How bad are these 'errors,' exactly? Because from what I've seen, the flaws coming out of the Kiesel shop (minus everyone's favorite paint job, that was a train wreck) have all been pretty minor, stuff that's easily fixable.

When you say 'error in construction,' I tend to think of the work that Etherial, Rico, etc put out where there were parts that flat out didn't fit. There were structural errors. Guitars were shipped with incorrect hardware, specs were off, etc. That's the kind of thing that would concern me, not so much things like a shoddy fret job or a mis-aligned logo.
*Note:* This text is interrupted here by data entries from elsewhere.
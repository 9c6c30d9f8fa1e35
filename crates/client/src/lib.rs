//! Thin client for the events API: typed HTTP calls, a re-fetching view
//! cache, and the pure calendar export.

pub mod calendar;
pub mod http;
pub mod session;
pub mod sync;
pub mod types;

pub use calendar::CalendarEvent;
pub use http::{ClientError, EventsClient};
pub use session::{Role, Session};
pub use sync::{Command, EventSync, SyncError};
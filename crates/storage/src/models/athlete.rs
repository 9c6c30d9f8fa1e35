use chrono::NaiveDateTime;
use serde::{Deserialize, Serialize};
use sqlx::FromRow;
use utoipa::ToSchema;
use uuid::Uuid;

/// Athlete identity as seen by the event module.
///
/// Profiles are owned by a separate subsystem; only name and email are
/// read here, for notification content.
#[derive(Debug, Clone, Serialize, Deserialize, FromRow, ToSchema)]
pub struct Athlete {
    pub athlete_id: Uuid,
    pub full_name: String,
    pub email: Option<String>,
    pub created_at: NaiveDateTime,
}
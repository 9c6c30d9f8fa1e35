use anyhow::{Context, Result};
use notifications::SmtpConfig;

#[derive(Debug, Clone)]
pub struct Config {
    pub host: String,
    pub port: u16,
    pub database_url: String,
    pub api_keys: String,
    pub smtp: Option<SmtpConfig>,
}

impl Config {
    pub fn from_env() -> Result<Self> {
        Ok(Self {
            host: std::env::var("HOST").context("Cannot load HOST env variable")?,
            port: std::env::var("PORT")
                .context("Cannot load PORT env variable")?
                .parse()
                .context("PORT must be a number")?,
            database_url: std::env::var("DATABASE_URL")
                .context("Cannot load DATABASE_URL env variable")?,
            api_keys: std::env::var("API_KEYS").unwrap_or_default(),
            smtp: smtp_from_env()?,
        })
    }
}

/// SMTP settings are optional; without SMTP_HOST the server runs with
/// notifications disabled.
fn smtp_from_env() -> Result<Option<SmtpConfig>> {
    let Ok(host) = std::env::var("SMTP_HOST") else {
        return Ok(None);
    };

    let port = match std::env::var("SMTP_PORT") {
        Ok(port) => port.parse().context("SMTP_PORT must be a number")?,
        Err(_) => 587,
    };

    Ok(Some(SmtpConfig {
        host,
        port,
        username: std::env::var("SMTP_USERNAME").ok(),
        password: std::env::var("SMTP_PASSWORD").ok(),
        from: std::env::var("MAIL_FROM").context("Cannot load MAIL_FROM env variable")?,
    }))
}
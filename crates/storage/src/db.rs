use sqlx::PgPool;
use sqlx::postgres::PgPoolOptions;

use crate::error::Result;

/// Shared handle to the Postgres connection pool.
#[derive(Debug, Clone)]
pub struct Database {
    pool: PgPool,
}

impl Database {
    /// Connect to the database and build the pool.
    pub async fn new(database_url: &str) -> Result<Self> {
        let pool = PgPoolOptions::new()
            .max_connections(10)
            .connect(database_url)
            .await?;

        Ok(Self { pool })
    }

    pub fn pool(&self) -> &PgPool {
        &self.pool
    }

    /// Apply the embedded migrations.
    pub async fn run_migrations(&self) -> Result<()> {
        sqlx::migrate!("./migrations").run(&self.pool).await?;
        Ok(())
    }
}
use std::sync::Arc;

use anyhow::Context;
use axum::Router;
use notifications::{Dispatcher, SmtpMailer};
use storage::Database;
use tower_http::cors::{Any, CorsLayer};
use utoipa::OpenApi;
use utoipa_swagger_ui::SwaggerUi;

mod config;
mod error;
mod features;
mod middleware;
mod state;

use config::Config;
use middleware::auth::ApiKeys;
use state::AppState;

#[derive(OpenApi)]
#[openapi(
    paths(
        features::events::handlers::list_events,
        features::events::handlers::get_event,
        features::events::handlers::create_event,
        features::events::handlers::update_event,
        features::events::handlers::delete_event,
        features::registrations::handlers::register,
        features::registrations::handlers::athlete_registrations,
    ),
    components(
        schemas(
            storage::dto::event::CreateEventRequest,
            storage::dto::event::UpdateEventRequest,
            storage::dto::event::EventResponse,
            storage::dto::event::CreateEventResponse,
            storage::dto::registration::RegisterRequest,
            storage::dto::registration::RegistrationResponse,
            storage::dto::registration::AthleteRegistrationResponse,
            storage::models::Event,
            storage::models::Registration,
            storage::models::Athlete,
        )
    ),
    tags(
        (name = "events", description = "Event lifecycle endpoints"),
        (name = "registrations", description = "Event registration endpoints"),
    ),
    modifiers(&SecurityAddon)
)]
struct ApiDoc;

struct SecurityAddon;

impl utoipa::Modify for SecurityAddon {
    fn modify(&self, openapi: &mut utoipa::openapi::OpenApi) {
        if let Some(components) = openapi.components.as_mut() {
            components.add_security_scheme(
                "bearer_auth",
                utoipa::openapi::security::SecurityScheme::Http(
                    utoipa::openapi::security::HttpBuilder::new()
                        .scheme(utoipa::openapi::security::HttpAuthScheme::Bearer)
                        .bearer_format("API Key")
                        .build(),
                ),
            )
        }
    }
}

#[tokio::main]
async fn main() -> anyhow::Result<()> {
    dotenvy::dotenv().ok();

    tracing_subscriber::fmt()
        .with_env_filter(
            tracing_subscriber::EnvFilter::try_from_default_env().unwrap_or_else(|_| "info".into()),
        )
        .with_target(true)
        .with_file(true)
        .with_line_number(true)
        .init();

    tracing::info!("Starting AthleTrack events API");

    let config = Config::from_env().context("Failed to load API configuration")?;
    tracing::info!("Configuration loaded successfully");

    tracing::info!(
        "Connecting to database at: {}",
        config
            .database_url
            .split('@')
            .next_back()
            .unwrap_or("unknown")
    );
    let db = Database::new(&config.database_url)
        .await
        .context("Failed to initialize database")?;
    tracing::info!("Database connection established");

    tracing::info!("Running database migrations");
    db.run_migrations()
        .await
        .context("Failed to run migrations")?;
    tracing::info!("Database migrations completed successfully");

    let dispatcher = match &config.smtp {
        Some(smtp) => {
            let mailer = SmtpMailer::new(smtp).context("Failed to build SMTP transport")?;
            tracing::info!(host = %smtp.host, "Email transport ready");
            Some(Dispatcher::new(Arc::new(mailer)))
        }
        None => {
            tracing::warn!("SMTP_HOST not set, email notifications disabled");
            None
        }
    };

    let api_keys = ApiKeys::from_comma_separated(&config.api_keys);
    let state = AppState { db, dispatcher };

    let cors = CorsLayer::new()
        .allow_origin(Any)
        .allow_methods(Any)
        .allow_headers(Any);

    let openapi = ApiDoc::openapi();

    let app = Router::new()
        .merge(SwaggerUi::new("/swagger-ui").url("/api-docs/openapi.json", openapi))
        .nest(
            "/api/events",
            features::events::routes(api_keys).merge(features::registrations::routes()),
        )
        .layer(cors)
        .with_state(state);

    let bind_address = format!("{}:{}", config.host, config.port);
    tracing::info!("Starting server at http://{}", bind_address);
    tracing::info!("Swagger UI available at http://{}/swagger-ui/", bind_address);

    let listener = tokio::net::TcpListener::bind(&bind_address)
        .await
        .context("Failed to bind server address")?;
    axum::serve(listener, app).await?;

    Ok(())
}
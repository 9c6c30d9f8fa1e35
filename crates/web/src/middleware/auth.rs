use std::collections::HashSet;

use axum::{
    extract::{Request, State},
    http::{StatusCode, header},
    middleware::Next,
    response::Response,
};

/// Accepted admin/federation API keys, loaded once at startup.
#[derive(Clone)]
pub struct ApiKeys {
    keys: HashSet<String>,
}

impl ApiKeys {
    pub fn from_comma_separated(keys_str: &str) -> Self {
        let keys = keys_str
            .split(',')
            .map(str::trim)
            .filter(|s| !s.is_empty())
            .map(String::from)
            .collect();

        Self { keys }
    }

    pub fn is_valid(&self, key: &str) -> bool {
        self.keys.contains(key)
    }
}

/// Gate the event mutation routes behind a bearer API key.
pub async fn require_auth(
    State(api_keys): State<ApiKeys>,
    request: Request,
    next: Next,
) -> Result<Response, StatusCode> {
    let token = request
        .headers()
        .get(header::AUTHORIZATION)
        .and_then(|value| value.to_str().ok())
        .and_then(|value| value.strip_prefix("Bearer "));

    match token {
        Some(token) if api_keys.is_valid(token) => Ok(next.run(request).await),
        _ => {
            tracing::warn!("Invalid API key attempt");
            Err(StatusCode::UNAUTHORIZED)
        }
    }
}

#[cfg(test)]
mod tests {
    use super::*;

    #[test]
    fn keys_are_trimmed_and_empty_entries_dropped() {
        let keys = ApiKeys::from_comma_separated(" alpha , beta ,, ");
        assert!(keys.is_valid("alpha"));
        assert!(keys.is_valid("beta"));
        assert!(!keys.is_valid(""));
        assert!(!keys.is_valid("gamma"));
    }

    #[test]
    fn empty_configuration_accepts_nothing() {
        let keys = ApiKeys::from_comma_separated("");
        assert!(!keys.is_valid("anything"));
    }
}
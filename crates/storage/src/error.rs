use thiserror::Error;

/// SQLSTATE for a violated unique constraint.
pub const UNIQUE_VIOLATION: &str = "23505";

/// SQLSTATE for a violated foreign key.
pub const FOREIGN_KEY_VIOLATION: &str = "23503";

#[derive(Debug, Error)]
pub enum StorageError {
    #[error("Database error: {0}")]
    Database(#[from] sqlx::Error),

    #[error("Migration error: {0}")]
    Migration(#[from] sqlx::migrate::MigrateError),

    #[error("Not found")]
    NotFound,

    #[error("Already registered")]
    AlreadyRegistered,

    #[error("Constraint violation: {0}")]
    ConstraintViolation(String),
}

pub type Result<T> = std::result::Result<T, StorageError>;

impl StorageError {
    pub fn is_unique_violation(&self) -> bool {
        matches!(
            self,
            StorageError::Database(sqlx::Error::Database(e))
                if e.code().as_deref() == Some(UNIQUE_VIOLATION)
        )
    }

    pub fn is_foreign_key_violation(&self) -> bool {
        matches!(
            self,
            StorageError::Database(sqlx::Error::Database(e))
                if e.code().as_deref() == Some(FOREIGN_KEY_VIOLATION)
        )
    }
}

/// Whether a raw sqlx error carries the given SQLSTATE.
pub fn has_sqlstate(error: &sqlx::Error, code: &str) -> bool {
    match error {
        sqlx::Error::Database(e) => e.code().as_deref() == Some(code),
        _ => false,
    }
}

#[cfg(test)]
mod tests {
    use super::*;

    #[test]
    fn non_database_errors_carry_no_sqlstate() {
        assert!(!has_sqlstate(&sqlx::Error::RowNotFound, UNIQUE_VIOLATION));
        assert!(!has_sqlstate(&sqlx::Error::PoolClosed, FOREIGN_KEY_VIOLATION));
    }

    #[test]
    fn plain_variants_are_not_violations() {
        assert!(!StorageError::NotFound.is_unique_violation());
        assert!(!StorageError::AlreadyRegistered.is_unique_violation());
        assert!(!StorageError::ConstraintViolation("x".into()).is_foreign_key_violation());
    }
}
use sqlx::PgPool;
use uuid::Uuid;

use crate::dto::event::{CreateEventRequest, UpdateEventRequest};
use crate::error::{Result, StorageError};
use crate::models::Event;

/// Repository for Event database operations
pub struct EventRepository<'a> {
    pool: &'a PgPool,
}

impl<'a> EventRepository<'a> {
    /// Create a new EventRepository
    pub fn new(pool: &'a PgPool) -> Self {
        Self { pool }
    }

    /// List all events, most future date first
    pub async fn list(&self) -> Result<Vec<Event>> {
        let events = sqlx::query_as::<_, Event>(
            r#"
            SELECT event_id, title, description, event_date, event_time, venue, city, category,
                   eligibility, rules, requirements, registration_deadline, max_participants,
                   contact_email, contact_phone, image_url, status, created_by, created_at
            FROM events
            ORDER BY event_date DESC, created_at DESC
            "#,
        )
        .fetch_all(self.pool)
        .await?;

        Ok(events)
    }

    /// Get an event by ID
    pub async fn find_by_id(&self, id: Uuid) -> Result<Event> {
        let event = sqlx::query_as::<_, Event>(
            r#"
            SELECT event_id, title, description, event_date, event_time, venue, city, category,
                   eligibility, rules, requirements, registration_deadline, max_participants,
                   contact_email, contact_phone, image_url, status, created_by, created_at
            FROM events
            WHERE event_id = $1
            "#,
        )
        .bind(id)
        .fetch_optional(self.pool)
        .await?
        .ok_or(StorageError::NotFound)?;

        Ok(event)
    }

    /// Create a new event; status is left to the column default of
    /// 'upcoming'.
    pub async fn create(&self, req: &CreateEventRequest) -> Result<Event> {
        let event = sqlx::query_as::<_, Event>(
            r#"
            INSERT INTO events (
                title, description, event_date, event_time, venue, city, category,
                eligibility, rules, requirements, registration_deadline, max_participants,
                contact_email, contact_phone, image_url, created_by
            )
            VALUES ($1, $2, $3, $4, $5, $6, $7, $8, $9, $10, $11, $12, $13, $14, $15, $16)
            RETURNING event_id, title, description, event_date, event_time, venue, city, category,
                      eligibility, rules, requirements, registration_deadline, max_participants,
                      contact_email, contact_phone, image_url, status, created_by, created_at
            "#,
        )
        .bind(&req.title)
        .bind(&req.description)
        .bind(req.event_date)
        .bind(req.event_time)
        .bind(&req.venue)
        .bind(&req.city)
        .bind(&req.category)
        .bind(&req.eligibility)
        .bind(&req.rules)
        .bind(&req.requirements)
        .bind(req.registration_deadline)
        .bind(req.max_participants)
        .bind(&req.contact_email)
        .bind(&req.contact_phone)
        .bind(&req.image_url)
        .bind(req.created_by)
        .fetch_one(self.pool)
        .await?;

        Ok(event)
    }

    /// Replace every mutable field of an existing event
    ///
    /// An unknown id surfaces as NotFound rather than a zero-row
    /// success.
    pub async fn update(&self, id: Uuid, req: &UpdateEventRequest) -> Result<Event> {
        let event = sqlx::query_as::<_, Event>(
            r#"
            UPDATE events
            SET
                title = $2,
                description = $3,
                event_date = $4,
                event_time = $5,
                venue = $6,
                city = $7,
                category = $8,
                eligibility = $9,
                rules = $10,
                requirements = $11,
                registration_deadline = $12,
                max_participants = $13,
                contact_email = $14,
                contact_phone = $15,
                image_url = $16,
                status = $17
            WHERE event_id = $1
            RETURNING event_id, title, description, event_date, event_time, venue, city, category,
                      eligibility, rules, requirements, registration_deadline, max_participants,
                      contact_email, contact_phone, image_url, status, created_by, created_at
            "#,
        )
        .bind(id)
        .bind(&req.title)
        .bind(&req.description)
        .bind(req.event_date)
        .bind(req.event_time)
        .bind(&req.venue)
        .bind(&req.city)
        .bind(&req.category)
        .bind(&req.eligibility)
        .bind(&req.rules)
        .bind(&req.requirements)
        .bind(req.registration_deadline)
        .bind(req.max_participants)
        .bind(&req.contact_email)
        .bind(&req.contact_phone)
        .bind(&req.image_url)
        .bind(&req.status)
        .fetch_optional(self.pool)
        .await?
        .ok_or(StorageError::NotFound)?;

        Ok(event)
    }

    /// Delete an event by ID
    ///
    /// Deleting an unknown id is a no-op; registrations cascade at the
    /// schema level.
    pub async fn delete(&self, id: Uuid) -> Result<()> {
        sqlx::query("DELETE FROM events WHERE event_id = $1")
            .bind(id)
            .execute(self.pool)
            .await?;

        Ok(())
    }
}
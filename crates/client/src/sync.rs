use thiserror::Error;
use uuid::Uuid;

use crate::http::{ClientError, EventsClient};
use crate::session::{Role, Session};
use crate::types::{CreateEvent, Event, UpdateEvent};

/// A mutating command translated from local form state.
#[derive(Debug, Clone)]
pub enum Command {
    Create(CreateEvent),
    Update(Uuid, UpdateEvent),
    Delete(Uuid),
    Register(Uuid),
}

impl Command {
    fn name(&self) -> &'static str {
        match self {
            Command::Create(_) => "create event",
            Command::Update(..) => "update event",
            Command::Delete(_) => "delete event",
            Command::Register(_) => "register",
        }
    }
}

#[derive(Debug, Error)]
pub enum SyncError {
    #[error("current role may not {0}")]
    NotPermitted(&'static str),

    #[error(transparent)]
    Client(#[from] ClientError),
}

/// Client-side view of the event list.
///
/// The cache is recomputed by a full re-fetch after every mutating
/// command; there is no incremental patching and no optimistic update.
pub struct EventSync {
    client: EventsClient,
    session: Session,
    events: Vec<Event>,
}

impl EventSync {
    pub fn new(client: EventsClient, session: Session) -> Self {
        Self {
            client,
            session,
            events: Vec::new(),
        }
    }

    /// The cached list, in the order the server returned it.
    pub fn events(&self) -> &[Event] {
        &self.events
    }

    pub fn find(&self, id: Uuid) -> Option<&Event> {
        self.events.iter().find(|event| event.event_id == id)
    }

    /// Re-fetch the full event list.
    pub async fn refresh(&mut self) -> Result<(), SyncError> {
        self.events = self.client.list_events().await?;
        Ok(())
    }

    /// Single dispatch point for mutating commands.
    ///
    /// The session role is checked before anything goes over the wire;
    /// after a successful call the cache is rebuilt from the server.
    pub async fn apply(&mut self, command: Command) -> Result<(), SyncError> {
        match &command {
            Command::Create(_) | Command::Update(..) | Command::Delete(_)
                if !self.session.role.can_manage_events() =>
            {
                return Err(SyncError::NotPermitted(command.name()));
            }
            Command::Register(_) if self.session.role != Role::Athlete => {
                return Err(SyncError::NotPermitted(command.name()));
            }
            _ => {}
        }

        match command {
            Command::Create(payload) => {
                self.client.create_event(&payload).await?;
            }
            Command::Update(id, payload) => {
                self.client.update_event(id, &payload).await?;
            }
            Command::Delete(id) => {
                self.client.delete_event(id).await?;
            }
            Command::Register(event_id) => {
                self.client
                    .register(event_id, self.session.user_id)
                    .await?;
            }
        }

        self.refresh().await
    }
}

#[cfg(test)]
mod tests {
    use url::Url;

    use super::*;

    fn sync_for(role: Role) -> EventSync {
        // Commands rejected by the role gate never reach the network,
        // so an unroutable base URL is fine here.
        let client = EventsClient::new(Url::parse("http://127.0.0.1:1").unwrap());
        EventSync::new(client, Session::new(Uuid::new_v4(), role))
    }

    fn create_payload() -> CreateEvent {
        CreateEvent {
            title: "Spring Meet".to_string(),
            description: None,
            event_date: chrono::NaiveDate::from_ymd_opt(2025, 4, 1).unwrap(),
            event_time: None,
            venue: "Stadium A".to_string(),
            city: "Metro".to_string(),
            category: "Track".to_string(),
            eligibility: None,
            rules: None,
            requirements: None,
            registration_deadline: None,
            max_participants: None,
            contact_email: None,
            contact_phone: None,
            image_url: None,
            created_by: None,
        }
    }

    #[tokio::test]
    async fn athletes_may_not_manage_events() {
        let mut sync = sync_for(Role::Athlete);

        let result = sync.apply(Command::Create(create_payload())).await;
        assert!(matches!(result, Err(SyncError::NotPermitted(_))));

        let result = sync.apply(Command::Delete(Uuid::new_v4())).await;
        assert!(matches!(result, Err(SyncError::NotPermitted(_))));
    }

    #[tokio::test]
    async fn admins_may_not_register() {
        let mut sync = sync_for(Role::Admin);

        let result = sync.apply(Command::Register(Uuid::new_v4())).await;
        assert!(matches!(result, Err(SyncError::NotPermitted(_))));
    }

    #[test]
    fn cache_starts_empty() {
        let sync = sync_for(Role::Athlete);
        assert!(sync.events().is_empty());
        assert!(sync.find(Uuid::new_v4()).is_none());
    }
}
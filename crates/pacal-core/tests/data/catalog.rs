use pacal_core::data::catalog::ProfileCatalog;
use pacal_core::{FilamentProfile, ProfileError};

#[test]
fn test_builtin_catalog() {
    let catalog = ProfileCatalog::builtin();
    assert_eq!(catalog.printers.len(), 2);
    assert_eq!(catalog.filaments.len(), 2);
    assert!(catalog.validate().is_ok());
}

#[test]
fn test_lookup_is_case_insensitive() {
    let catalog = ProfileCatalog::builtin();
    assert_eq!(catalog.printer("hevo").unwrap().name, "HEvo");
    assert_eq!(catalog.filament("petg").unwrap().name(), "PETG");
}

#[test]
fn test_lookup_unknown() {
    let catalog = ProfileCatalog::builtin();
    let err = catalog.printer("Voron").unwrap_err();
    assert_eq!(
        err,
        ProfileError::NotFound {
            kind: "printer".to_string(),
            name: "Voron".to_string(),
        }
    );
}

#[test]
fn test_duplicate_names_rejected() {
    let mut catalog = ProfileCatalog::builtin();
    catalog
        .filaments
        .push(FilamentProfile::new("pla", 2.85, 100.0, 1.24, 60, 60, 200, 200, 0.0, 0.0));
    assert!(matches!(
        catalog.validate(),
        Err(ProfileError::Duplicate { .. })
    ));
}

#[test]
fn test_empty_catalog_rejected() {
    let mut catalog = ProfileCatalog::builtin();
    catalog.printers.clear();
    assert!(matches!(catalog.validate(), Err(ProfileError::Empty { .. })));
}
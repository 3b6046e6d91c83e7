//! Angle sequence for segmented circles
//!
//! Yields `0, step, 2*step, ...` while the angle is below a full turn, with
//! `step = 2π / segments`. The angle is accumulated by repeated addition,
//! so the exact floating point values (and therefore whether a value just
//! under 2π is produced) are stable for a given segment count. A full turn
//! itself is never yielded.

use std::f64::consts::TAU;
use std::iter::FusedIterator;

/// Lazy iterator over the angles of a segmented circle
#[derive(Debug, Clone)]
pub struct AngleSteps {
    next: f64,
    step: f64,
}

impl AngleSteps {
    /// Angles for a circle split into `segments` straight lines.
    ///
    /// Zero segments yields an empty sequence.
    pub fn new(segments: u32) -> Self {
        if segments == 0 {
            return Self {
                next: TAU,
                step: 0.0,
            };
        }
        Self {
            next: 0.0,
            step: TAU / segments as f64,
        }
    }
}

impl Iterator for AngleSteps {
    type Item = f64;

    fn next(&mut self) -> Option<f64> {
        if self.next < TAU {
            let angle = self.next;
            self.next += self.step;
            Some(angle)
        } else {
            None
        }
    }
}

impl FusedIterator for AngleSteps {}
//! Unit conversion and number formatting utilities
//!
//! Profiles specify speeds in mm/s while G-code feed words are in mm/min.
//! The formatting helpers pin down the exact textual form of every numeric
//! G-code field.

/// Seconds per minute, used for feed conversion
const SECONDS_PER_MINUTE: f64 = 60.0;

/// Convert a speed in mm/s to a feed rate in mm/min
pub fn mm_per_sec_to_mm_per_min(speed: f64) -> f64 {
    speed * SECONDS_PER_MINUTE
}

/// Format a length (position, extruder, pressure advance) with 3 decimals
pub fn format_length(value_mm: f64) -> String {
    format!("{:.3}", value_mm)
}

/// Format a feed rate as an integer, truncating any fractional part
pub fn format_feed(value_mm_per_min: f64) -> String {
    format!("{}", value_mm_per_min.trunc() as i64)
}

/// Convert a fan speed percentage into a PWM fraction clamped to [0, 1]
pub fn fan_percent_to_pwm(percent: f64) -> f64 {
    (percent / 100.0).clamp(0.0, 1.0)
}

/// Format a fan speed percentage as a 2-decimal PWM fraction
pub fn format_fan_pwm(percent: f64) -> String {
    format!("{:.2}", fan_percent_to_pwm(percent))
}
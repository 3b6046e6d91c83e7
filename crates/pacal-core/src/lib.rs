//! # pacal Core
//!
//! Core types and utilities for pacal.
//! Provides the printer and filament profile data models, the built-in
//! profile catalog, unit helpers, and the shared profile error type.

pub mod data;
pub mod error;
pub mod units;

pub use data::{
    catalog::ProfileCatalog,
    filament::FilamentProfile,
    printer::{BedGeometry, PrinterProfile, EXTRUSION_WIDTH_FACTOR},
    Position,
};

pub use error::ProfileError;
Sure, that type of thing is a pain in the ass and I'd certainly be pissed if my brand new $2k+ guitar needed a fret job out of the gate, but it could be much, much worse.
So I've got to agree with technomancer and his hypnotic avatar that drawing those lines is a bit of a stretch at this point. 
If we start seeing some serious issues like this becoming more than a 'once in a blue moon' occurrence, maybe. But as for right now, I think all that they really need is an attitude adjustment and their problems will start to disappear.


----------



## big_aug (May 24, 2016)

Ordacleaphobia said:


> That's the kind of thing that would concern me, not so much things like a shoddy fret job or a mis-aligned logo. Sure, that type of thing is a pain in the ass and I'd certainly be pissed if my brand new $2k+ guitar needed a fret job out of the gate, but it could be much, much worse.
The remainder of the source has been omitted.